Try it
Using the records below, transcribe word for word the stretch from the line that contains "pub fn on_chord_key_up(&mut" through the line that contains "pub fn apply(&mut", both end lines included, and nothing else.

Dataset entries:
================================
//! Chord pad — ties input state, the joystick, naming and the voice
//! controller together.
//!
//! Every update runs in two phases. First all state mutations of the update
//! are applied (keys, modifiers, joystick, offset). Then [`ChordPad::settle`]
//! compares the chord that should sound with what the tone engine holds and
//! issues at most one release followed by at most one trigger. Intermediate
//! states inside an update never reach the engine.

use serde::Serialize;

use crate::chord::{ChordKey, ChordTable};
use crate::config::ChordPadConfig;
use crate::input::{InputEvent, InputState};
use crate::joystick::{Joystick, JoystickOutput};
use crate::naming::{ChordDetector, name_of};
use crate::pitch::note_to_frequency;
use crate::transpose::{ModifierKey, Offset, transposed_frequencies};
use crate::voice::{
    EnvelopeSettings, Knob, Reconfigured, ToneEngineFactory, VoiceController, Waveform,
};

/// Everything the UI shows, in one serializable value.
#[derive(Debug, Clone, PartialEq, Serialize)]
#[serde(rename_all = "camelCase")]
pub struct PadSnapshot {
    pub initialized: bool,
    pub active_key: Option<ChordKey>,
    pub pressed_keys: Vec<ChordKey>,
    pub held_modifiers: Vec<ModifierKey>,
    pub joystick_active: bool,
    pub offset: i32,
    pub chord_name: Option<String>,
    pub pitches: Option<Vec<String>>,
    pub frequencies_hz: Vec<f64>,
    pub envelope: EnvelopeSettings,
    pub waveform: Waveform,
}

pub struct ChordPad<F: ToneEngineFactory, D: ChordDetector> {
    table: ChordTable,
    config: ChordPadConfig,
    state: InputState,
    joystick: Joystick,
    voices: VoiceController<F>,
    /// Key whose chord the voice controller holds. Only meaningful while
    /// `voices.sounding()` is `Some`.
    sounding_key: Option<ChordKey>,
    detector: D,
}

impl<F: ToneEngineFactory, D: ChordDetector> ChordPad<F, D> {
    pub fn new(config: ChordPadConfig, factory: F, detector: D) -> Self {
        Self::with_table(ChordTable::default(), config, factory, detector)
    }

    pub fn with_table(table: ChordTable, config: ChordPadConfig, factory: F, detector: D) -> Self {
        ChordPad {
            table,
            joystick: Joystick::new(config.joystick),
            voices: VoiceController::new(factory, config.envelope, config.waveform),
            state: InputState::new(),
            sounding_key: None,
            config,
            detector,
        }
    }

    /// Build the tone engine. Input handled before this only updates state;
    /// a chord key still held at this point starts sounding here.
    pub fn initialize(&mut self) {
        self.voices.initialize();
        self.settle();
    }

    /// Silence everything and dispose the tone engine.
    pub fn shutdown(&mut self) {
        self.voices.shutdown();
    }

    pub fn config(&self) -> &ChordPadConfig {
        &self.config
    }

    pub fn table(&self) -> &ChordTable {
        &self.table
    }

    pub fn state(&self) -> &InputState {
        &self.state
    }

    pub fn offset(&self) -> Offset {
        self.state.offset()
    }

    pub fn envelope(&self) -> &EnvelopeSettings {
        self.voices.envelope()
    }

    pub fn waveform(&self) -> Waveform {
        self.voices.waveform()
    }

    // ── Input ───────────────────────────────────────────────

    pub fn on_chord_key_down(&mut self, key: ChordKey) {
        self.apply(&[InputEvent::ChordKeyDown { key }]);
    }

    pub fn on_chord_key_up(&mut self, key: ChordKey) {
        self.apply(&[InputEvent::ChordKeyUp { key }]);
    }

    pub fn on_modifier_key_down(&mut self, key: ModifierKey) {
        self.apply(&[InputEvent::ModifierKeyDown { key }]);
    }

    pub fn on_modifier_key_up(&mut self, key: ModifierKey) {
        self.apply(&[InputEvent::ModifierKeyUp { key }]);
    }

    pub fn on_joystick_move(&mut self, angle: f64, distance: f64) {
        self.apply(&[InputEvent::JoystickMove { angle, distance }]);
    }

    pub fn on_joystick_end(&mut self) {
        self.apply(&[InputEvent::JoystickEnd]);
    }

    pub fn set_offset(&mut self, semitones: i32) {
        self.apply(&[InputEvent::SetOffset { semitones }]);
    }

    /// Apply a batch of events as one logical update and settle once.
    pub fn apply(&mut self, events: &[InputEvent]) {
        for event in events {
            self.mutate(event);
        }
        self.settle();
    }

    fn mutate(&mut self, event: &InputEvent) {
        match *event {
            InputEvent::ChordKeyDown { key } => {
                if self.state.chord_key_down(key) {
                    log::debug!("chord key {key} down");
                }
            }
            InputEvent::ChordKeyUp { key } => {
                if self.state.chord_key_up(key) {
                    log::debug!("chord key {key} up");
                }
            }
            InputEvent::ModifierKeyDown { key } => {
                if self.state.modifier_key_down(key) {
                    log::debug!("modifier {key:?} down");
                }
            }
            InputEvent::ModifierKeyUp { key } => {
                if self.state.modifier_key_up(key) {
                    log::debug!("modifier {key:?} up");
                }
            }
            InputEvent::JoystickMove { angle, distance } => {
                if let JoystickOutput::Offset(semitones) = self.joystick.on_move(angle, distance) {
                    self.state.set_offset(semitones);
                }
            }
            InputEvent::JoystickEnd => {
                if let JoystickOutput::Offset(semitones) = self.joystick.on_end() {
                    self.state.set_offset(semitones);
                }
            }
            InputEvent::PointerSlide { from, to } => {
                self.state.chord_key_up(from);
                self.state.chord_key_down(to);
            }
            InputEvent::SetOffset { semitones } => self.state.set_offset(semitones),
        }
    }

    /// Pitches the active chord should sound at right now.
    fn target_pitches(&self) -> Option<Vec<String>> {
        let key = self.state.active_chord_key()?;
        let chord = self.table.get(key)?;
        Some(transposed_frequencies(chord, self.state.offset()))
    }

    /// Bring the tone engine in line with the input state: release the old
    /// pitch set, then attack the new one. A new active key re-attacks even
    /// when its transposed pitches equal the ones already sounding.
    fn settle(&mut self) {
        let active = self.state.active_chord_key();
        let target = self.target_pitches();
        let sounding_key = self.voices.sounding().and(self.sounding_key);
        let key_changed = target.is_some() && active != sounding_key;
        if key_changed || target.as_deref() != self.voices.sounding() {
            if self.state.offset() != self.state.previous_offset() {
                log::debug!(
                    "offset {} -> {}",
                    self.state.previous_offset(),
                    self.state.offset()
                );
            }
            match target {
                // trigger releases the previous set before attacking
                Some(pitches) => self.voices.trigger(pitches),
                None => self.voices.release(),
            }
            self.sounding_key = self.voices.sounding().and(active);
        }
        self.state.mark_settled();
    }

    // ── Parameters ──────────────────────────────────────────

    /// Move one envelope knob to a normalized position in [0, 1].
    pub fn set_knob(&mut self, knob: Knob, normalized: f64) {
        let envelope = self
            .voices
            .envelope()
            .with_knob(knob, normalized, &self.config.knobs);
        self.reconfigure(envelope, self.voices.waveform());
    }

    pub fn set_envelope(&mut self, envelope: EnvelopeSettings) {
        self.reconfigure(envelope, self.voices.waveform());
    }

    pub fn set_waveform(&mut self, waveform: Waveform) {
        self.reconfigure(*self.voices.envelope(), waveform);
    }

    pub fn knob_position(&self, knob: Knob) -> f64 {
        self.voices
            .envelope()
            .knob_position(knob, &self.config.knobs)
    }

    fn reconfigure(&mut self, envelope: EnvelopeSettings, waveform: Waveform) {
        let result = self
            .voices
            .reconfigure(envelope, waveform, self.config.waveform_change);
        if result == Reconfigured::Rebuilt {
            log::debug!("tone engine rebuilt; clearing held keys");
            self.state.clear_keys();
        }
        self.settle();
    }

    // ── Display ─────────────────────────────────────────────

    /// Name of the active chord at the current offset.
    pub fn chord_name(&self) -> Option<String> {
        let key = self.state.active_chord_key()?;
        let chord = self.table.get(key)?;
        let pitches = transposed_frequencies(chord, self.state.offset());
        Some(name_of(
            &self.detector,
            &pitches,
            &chord.base_pitches(),
            self.state.offset(),
        ))
    }

    pub fn snapshot(&self) -> PadSnapshot {
        let pitches = self.target_pitches();
        let tuning = self.config.tuning_pitch;
        let frequencies_hz = pitches
            .iter()
            .flatten()
            .filter_map(|p| note_to_frequency(p, tuning).ok())
            .collect();

        PadSnapshot {
            initialized: self.voices.is_initialized(),
            active_key: self.state.active_chord_key(),
            pressed_keys: self.state.pressed_chord_keys().iter().copied().collect(),
            held_modifiers: self.state.pressed_modifier_keys().iter().copied().collect(),
            joystick_active: self.joystick.is_active(),
            offset: self.state.offset().semitones(),
            chord_name: self.chord_name(),
            pitches,
            frequencies_hz,
            envelope: *self.voices.envelope(),
            waveform: self.voices.waveform(),
        }
    }
}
================================
Your solution
    pub fn on_chord_key_up(&mut self, key: ChordKey) {
        self.apply(&[InputEvent::ChordKeyUp { key }]);
    }

    pub fn on_modifier_key_down(&mut self, key: ModifierKey) {
        self.apply(&[InputEvent::ModifierKeyDown { key }]);
    }

    pub fn on_modifier_key_up(&mut self, key: ModifierKey) {
        self.apply(&[InputEvent::ModifierKeyUp { key }]);
    }

    pub fn on_joystick_move(&mut self, angle: f64, distance: f64) {
        self.apply(&[InputEvent::JoystickMove { angle, distance }]);
    }

    pub fn on_joystick_end(&mut self) {
        self.apply(&[InputEvent::JoystickEnd]);
    }

    pub fn set_offset(&mut self, semitones: i32) {
        self.apply(&[InputEvent::SetOffset { semitones }]);
    }

    /// Apply a batch of events as one logical update and settle once.
    pub fn apply(&mut self, events: &[InputEvent]) {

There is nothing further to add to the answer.